The rest of the novel is occupied with two sprawling elements: Fyodor's internal grappling with the great novel he aims to write on his father, an explorer and scientist who disappeared while journeying through Russia's grand hinterland; and a mocking criticism -- an extended book-within-a-book -- of the life and works of Chernyshevsky, a writer and social critic from the previous century (who was well-loved by the Leninists).

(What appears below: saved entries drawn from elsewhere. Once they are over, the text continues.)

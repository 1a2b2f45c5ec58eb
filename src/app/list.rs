//! Scroll, selection and row layout for the record list.

use crate::config::ViewerConfig;
use crate::record::LogRecord;
use crate::render::ui::RowView;
use crate::search::RecordSet;
use crate::store::LogStore;
use crate::window::{RowLayout, Virtualizer};
use std::collections::HashSet;
use std::ops::Range;
use std::sync::Arc;

/// Upper bound on measure-and-relayout passes per frame.
const MAX_LAYOUT_PASSES: usize = 4;

/// What the list is showing.
#[derive(Debug, Clone)]
pub enum DisplaySource {
    /// Every record of the store, growing while the session streams
    Live(LogStore),
    /// A search result set
    Filtered(RecordSet),
}

/// Holding the result set keeps its allocation alive, so pointer equality cannot be fooled by
/// a new set reusing the address.
#[derive(Debug, Clone)]
enum DisplayIdentity {
    Live { generation: u64 },
    Filtered(RecordSet),
}

impl PartialEq for DisplayIdentity {
    fn eq(&self, other: &Self) -> bool {
        match (self, other) {
            (DisplayIdentity::Live { generation: a }, DisplayIdentity::Live { generation: b }) => {
                a == b
            }
            (DisplayIdentity::Filtered(a), DisplayIdentity::Filtered(b)) => Arc::ptr_eq(a, b),
            _ => false,
        }
    }
}

impl DisplaySource {
    pub fn len(&self) -> usize {
        match self {
            DisplaySource::Live(store) => store.len(),
            DisplaySource::Filtered(records) => records.len(),
        }
    }

    pub fn is_empty(&self) -> bool {
        self.len() == 0
    }

    pub fn range(&self, range: Range<usize>) -> Vec<Arc<LogRecord>> {
        match self {
            DisplaySource::Live(store) => store.range(range),
            DisplaySource::Filtered(records) => {
                let end = range.end.min(records.len());
                let start = range.start.min(end);
                records[start..end].to_vec()
            }
        }
    }

    fn identity(&self) -> DisplayIdentity {
        match self {
            DisplaySource::Live(store) => DisplayIdentity::Live {
                generation: store.generation(),
            },
            DisplaySource::Filtered(records) => DisplayIdentity::Filtered(Arc::clone(records)),
        }
    }
}

/// A laid-out frame of the list.
#[derive(Debug, Clone, Default)]
pub struct ListFrame {
    pub rows: Vec<RowView>,
    /// Lines of the first row hidden above the viewport
    pub skip_lines: u64,
}

pub struct ListView {
    virtualizer: Virtualizer,
    identity: Option<DisplayIdentity>,
    selected: Option<usize>,
    expanded: HashSet<usize>,
    following: bool,
    width: u16,
}

impl ListView {
    pub fn new(config: &ViewerConfig) -> Self {
        Self {
            virtualizer: Virtualizer::new(config.estimated_row_height, config.overscan),
            identity: None,
            selected: None,
            expanded: HashSet::new(),
            following: config.follow,
            width: 0,
        }
    }

    pub fn virtualizer(&self) -> &Virtualizer {
        &self.virtualizer
    }

    pub fn is_following(&self) -> bool {
        self.following
    }

    pub fn selected(&self) -> Option<usize> {
        self.selected
    }

    pub fn is_expanded(&self, index: usize) -> bool {
        self.expanded.contains(&index)
    }

    /// Apply the list area size. A width change invalidates every measured height.
    pub fn resize(&mut self, width: u16, height: u16) {
        if width != self.width {
            self.width = width;
            self.virtualizer.clear_measurements();
        }
        self.virtualizer.set_viewport_height(height as u64);
    }

    pub fn scroll_by(&mut self, delta: i64) {
        if delta < 0 {
            self.following = false;
        }
        self.virtualizer.scroll_by(delta);
    }

    /// Scroll by whole viewports and select the new first visible row.
    pub fn page(&mut self, pages: i64) {
        let step = self.virtualizer.viewport_height().max(1) as i64;
        self.scroll_by(step.saturating_mul(pages));
        if self.virtualizer.record_count() > 0 {
            self.selected = Some(self.virtualizer.first_visible_index());
        }
    }

    pub fn go_to_start(&mut self) {
        self.following = false;
        self.virtualizer.scroll_to(0);
        if self.virtualizer.record_count() > 0 {
            self.selected = Some(0);
        }
    }

    /// Pin the view to the newest record.
    pub fn go_to_end(&mut self) {
        self.following = true;
        self.virtualizer.scroll_to_end();
        self.selected = self.virtualizer.record_count().checked_sub(1);
    }

    pub fn move_selection(&mut self, delta: i64) {
        let count = self.virtualizer.record_count();
        if count == 0 {
            return;
        }
        if delta < 0 {
            self.following = false;
        }
        let next = match self.selected {
            Some(current) => (current as i64 + delta).clamp(0, count as i64 - 1) as usize,
            None => self.virtualizer.first_visible_index(),
        };
        self.selected = Some(next);
        self.reveal(next);
    }

    pub fn toggle_expanded(&mut self) {
        if let Some(index) = self.selected {
            if !self.expanded.remove(&index) {
                self.expanded.insert(index);
            }
        }
    }

    /// Lay out the current window of `source`, feeding measured heights back into the
    /// virtualizer until the window is stable.
    pub fn layout(&mut self, source: &DisplaySource) -> ListFrame {
        let identity = source.identity();
        if self.identity.as_ref() != Some(&identity) {
            self.identity = Some(identity);
            self.virtualizer.reset();
            self.expanded.clear();
            self.selected = None;
        }

        self.virtualizer.set_record_count(source.len());
        if self.following {
            self.virtualizer.scroll_to_end();
        }

        let mut rows = Vec::new();
        for _ in 0..MAX_LAYOUT_PASSES {
            rows = self.layout_window(source);
            let mut changed = false;
            for row in &rows {
                changed |= self.virtualizer.report_measured_height(row.index, row.height());
            }
            if self.following {
                self.virtualizer.scroll_to_end();
            }
            if !changed {
                break;
            }
        }

        let skip_lines = rows.first().map_or(0, |row| {
            let top = self.virtualizer.heights().offset_of(row.index);
            self.virtualizer.scroll_offset().saturating_sub(top)
        });
        ListFrame { rows, skip_lines }
    }

    fn layout_window(&self, source: &DisplaySource) -> Vec<RowView> {
        let window = self.virtualizer.window();
        source
            .range(window.start_index..window.end_index)
            .iter()
            .enumerate()
            .map(|(offset, record)| {
                let index = window.start_index + offset;
                let mut row = RowView::layout(index, record, self.width, self.is_expanded(index));
                row.selected = self.selected == Some(index);
                row
            })
            .collect()
    }

    fn reveal(&mut self, index: usize) {
        let heights = self.virtualizer.heights();
        let top = heights.offset_of(index);
        let bottom = heights.offset_of(index + 1);
        let scroll = self.virtualizer.scroll_offset();
        let viewport = self.virtualizer.viewport_height();

        if top < scroll {
            self.virtualizer.scroll_to(top);
        } else if bottom > scroll + viewport {
            self.virtualizer.scroll_to(bottom.saturating_sub(viewport));
        }
    }
}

The criticism is a long, discursive section that only reinforces the metafictional nature of THE GIFT itself. In attacking what he sees as Chernyshevsky's failings, Fyodor is whittling his own artistic vision down into a well-honed weapon, ready to do battle and carve out its own place in the literary world. The novel ends with Fyodor and Zina, his love interest and helper muse (an obvious analogue to Nabokov's wife Vera), still penniless and seemingly adrift, but ready and eager to embark on the next step of his career: the full application of his now mature artistic talents.
Best part of story, including ending: Having studied Russian literature in college, it was fascinating watching a modern Russian writer grapple explicitly with the looming heavyweights of the previous century, especially knowing what followed THE GIFT in Nabokov's ouvre. Though, to be fair, for someone unversed in Russian history, or the complicated anxieties and rebellions that plague any artistic generation that succeeds one as rich as 19th-century Russia's, the novel can seem a bit . . . unnecessary.

Best scene in story: There are not all that many powerful scenes, in a conventional sense, but there were numerous nuggets strewn about where someone familiar with Nabokov's later career can spot the many seedlings of his later masterpieces.

Opinion about the main character: Even though Fyodor is not an explicit stand-in for Nabokov himself, it was especially gratifying to see a writer similar to him developing in the exact same German emigre community Nabokov developed in.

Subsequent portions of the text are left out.